* **Instructions to follow**
Below, find each line holding "BidValue" and state how many there are, using the number alone.

* **Exercise inputs**

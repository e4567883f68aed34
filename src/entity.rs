//! The capability set shared by every record kind stored on the ledger.
//!
//! Each kind supplies its key schema, its value type, and the decoders used
//! by business operations. The set of kinds is closed: [`Entity`] is sealed
//! and [`Kind`] / [`Snapshot`] enumerate every implementation.
use std::fmt;

use crate::bid::{Bid, BidValue};
use crate::config::{Config, ConfigValue};
use crate::contract::{Contract, ContractValue};
use crate::error::{Error, Result};
use crate::event::Event;
use crate::invoice::{Invoice, InvoiceValue};
use crate::key::{self, CompositeKey, KeyParts};

/// Discriminator of an entity kind; its name is the composite key index.
#[derive(Debug, Clone, Copy, PartialEq, Eq, Hash)]
pub enum Kind {
    Config,
    Contract,
    Invoice,
    Bid,
    Event,
}

impl Kind {
    pub const ALL: [Kind; 5] = [
        Kind::Config,
        Kind::Contract,
        Kind::Invoice,
        Kind::Bid,
        Kind::Event,
    ];

    pub const fn index_name(self) -> &'static str {
        match self {
            Kind::Config => "Config",
            Kind::Contract => "Contract",
            Kind::Invoice => "Invoice",
            Kind::Bid => "Bid",
            Kind::Event => "Event",
        }
    }

    pub fn from_index_name(name: &str) -> Option<Kind> {
        Kind::ALL.into_iter().find(|kind| kind.index_name() == name)
    }
}

impl fmt::Display for Kind {
    fn fmt(&self, f: &mut fmt::Formatter<'_>) -> fmt::Result {
        f.write_str(self.index_name())
    }
}

mod sealed {
    pub trait Sealed {}

    impl Sealed for crate::config::Config {}
    impl Sealed for crate::contract::Contract {}
    impl Sealed for crate::invoice::Invoice {}
    impl Sealed for crate::bid::Bid {}
    impl Sealed for crate::event::Event {}
}

/// A `(key, value)` record of one [`Kind`].
pub trait Entity: sealed::Sealed + Sized {
    const KIND: Kind;

    type Value: minicbor::Encode<()> + for<'b> minicbor::Decode<'b, ()>;

    /// Validates `parts` and builds an entity carrying only its key.
    fn from_key_parts(parts: &[&str]) -> Result<Self>;

    /// The ordered key parts, as laid out in the composite key.
    fn key_parts(&self) -> Vec<String>;

    fn value(&self) -> &Self::Value;

    fn set_value(&mut self, value: Self::Value);

    /// Workflow state code of `value`.
    fn state_of(value: &Self::Value) -> u8;

    fn state(&self) -> u8 {
        Self::state_of(self.value())
    }

    fn encode_key(&self) -> Result<CompositeKey> {
        key::build(Self::KIND.index_name(), &self.key_parts())
    }

    fn encode_value(&self) -> Result<Vec<u8>> {
        minicbor::to_vec(self.value()).map_err(|e| Error::Encode {
            kind: Self::KIND,
            reason: e.to_string(),
        })
    }

    fn decode_value(bytes: &[u8]) -> Result<Self::Value> {
        minicbor::decode(bytes).map_err(|e| Error::Decode {
            kind: Self::KIND,
            reason: e.to_string(),
        })
    }

    /// Rebuilds an entity from a stored `(key, value)` pair.
    fn from_stored(key: &KeyParts, bytes: &[u8]) -> Result<Self> {
        if key.index != Self::KIND.index_name() {
            return Err(Error::KeyFormat {
                key: key.index.clone(),
                reason: format!("expected index {}", Self::KIND),
            });
        }
        let parts: Vec<&str> = key.parts.iter().map(String::as_str).collect();

        let mut entity = Self::from_key_parts(&parts)?;
        entity.set_value(Self::decode_value(bytes)?);
        Ok(entity)
    }
}

/// Kinds that business operations decode from positional string arguments.
pub trait FromArguments: Entity {
    /// Validates `args` into a partially filled entity. Server assigned
    /// fields (owner, state, timestamp) are left for the caller.
    fn from_arguments(args: &[&str]) -> Result<Self>;
}

/// The value of any entity kind, as captured inside an event.
#[derive(Debug, Clone, PartialEq, minicbor::Encode, minicbor::Decode)]
pub enum Snapshot {
    #[n(0)]
    Config(#[n(0)] ConfigValue),
    #[n(1)]
    Contract(#[n(0)] ContractValue),
    #[n(2)]
    Invoice(#[n(0)] InvoiceValue),
    #[n(3)]
    Bid(#[n(0)] BidValue),
}

impl Snapshot {
    pub fn kind(&self) -> Kind {
        match self {
            Snapshot::Config(_) => Kind::Config,
            Snapshot::Contract(_) => Kind::Contract,
            Snapshot::Invoice(_) => Kind::Invoice,
            Snapshot::Bid(_) => Kind::Bid,
        }
    }
}

impl From<&Config> for Snapshot {
    fn from(entity: &Config) -> Self {
        Snapshot::Config(entity.value.clone())
    }
}

impl From<&Contract> for Snapshot {
    fn from(entity: &Contract) -> Self {
        Snapshot::Contract(entity.value.clone())
    }
}

impl From<&Invoice> for Snapshot {
    fn from(entity: &Invoice) -> Self {
        Snapshot::Invoice(entity.value.clone())
    }
}

impl From<&Bid> for Snapshot {
    fn from(entity: &Bid) -> Self {
        Snapshot::Bid(entity.value.clone())
    }
}

/// Any stored record, decoded by dispatching on the index name of its key.
#[derive(Debug, Clone, PartialEq)]
pub enum Record {
    Config(Config),
    Contract(Contract),
    Invoice(Invoice),
    Bid(Bid),
    Event(Event),
}

impl Record {
    pub fn decode(key: &CompositeKey, bytes: &[u8]) -> Result<Record> {
        let parts = key.parse()?;
        let kind = Kind::from_index_name(&parts.index).ok_or_else(|| Error::KeyFormat {
            key: key.to_string(),
            reason: format!("unknown index {}", parts.index),
        })?;

        Ok(match kind {
            Kind::Config => Record::Config(Config::from_stored(&parts, bytes)?),
            Kind::Contract => Record::Contract(Contract::from_stored(&parts, bytes)?),
            Kind::Invoice => Record::Invoice(Invoice::from_stored(&parts, bytes)?),
            Kind::Bid => Record::Bid(Bid::from_stored(&parts, bytes)?),
            Kind::Event => Record::Event(Event::from_stored(&parts, bytes)?),
        })
    }

    pub fn kind(&self) -> Kind {
        match self {
            Record::Config(_) => Kind::Config,
            Record::Contract(_) => Kind::Contract,
            Record::Invoice(_) => Kind::Invoice,
            Record::Bid(_) => Kind::Bid,
            Record::Event(_) => Kind::Event,
        }
    }
}
//! Argument parsing helpers shared by the `FromArguments` implementations

use crate::error::{Error, Result};
use crate::types::{EntityId, TimeStamp};

/// Fails unless `args` carries at least `expected` positional items.
pub fn require_arity(args: &[&str], expected: usize) -> Result<()> {
    if args.len() < expected {
        return Err(Error::validation(format!(
            "arguments array must contain at least {expected} items"
        )));
    }
    Ok(())
}

pub fn non_empty(raw: &str, field: &str) -> Result<String> {
    if raw.is_empty() {
        return Err(Error::validation(format!("{field} must be not empty")));
    }
    Ok(raw.to_string())
}

pub fn non_negative_amount(raw: &str, field: &str) -> Result<f32> {
    let amount: f32 = raw
        .parse()
        .map_err(|e| Error::validation(format!("unable to parse the {field}: {e}")))?;

    if !amount.is_finite() || amount < 0.0 {
        return Err(Error::validation(format!(
            "{field} must be a non-negative number"
        )));
    }
    Ok(amount)
}

pub fn count(raw: &str, field: &str) -> Result<u32> {
    raw.parse()
        .map_err(|_| Error::validation(format!("{field} is invalid: {raw} (must be int)")))
}

/// Parses Unix seconds, rejecting negative instants.
pub fn unix_date(raw: &str, field: &str) -> Result<TimeStamp> {
    let secs: i64 = raw
        .parse()
        .map_err(|e| Error::validation(format!("unable to parse the {field}: {e}")))?;

    if secs < 0 {
        return Err(Error::validation(format!("{field} must be larger than zero")));
    }
    TimeStamp::from_unix(secs)
        .ok_or_else(|| Error::validation(format!("{field} is out of range: {secs}")))
}

pub fn state_code(raw: &str, field: &str) -> Result<u8> {
    raw.parse()
        .map_err(|_| Error::validation(format!("{field} is invalid: {raw} (must be int)")))
}

pub fn entity_id(raw: &str) -> Result<EntityId> {
    EntityId::parse(raw)
}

* **Answer for the task**
2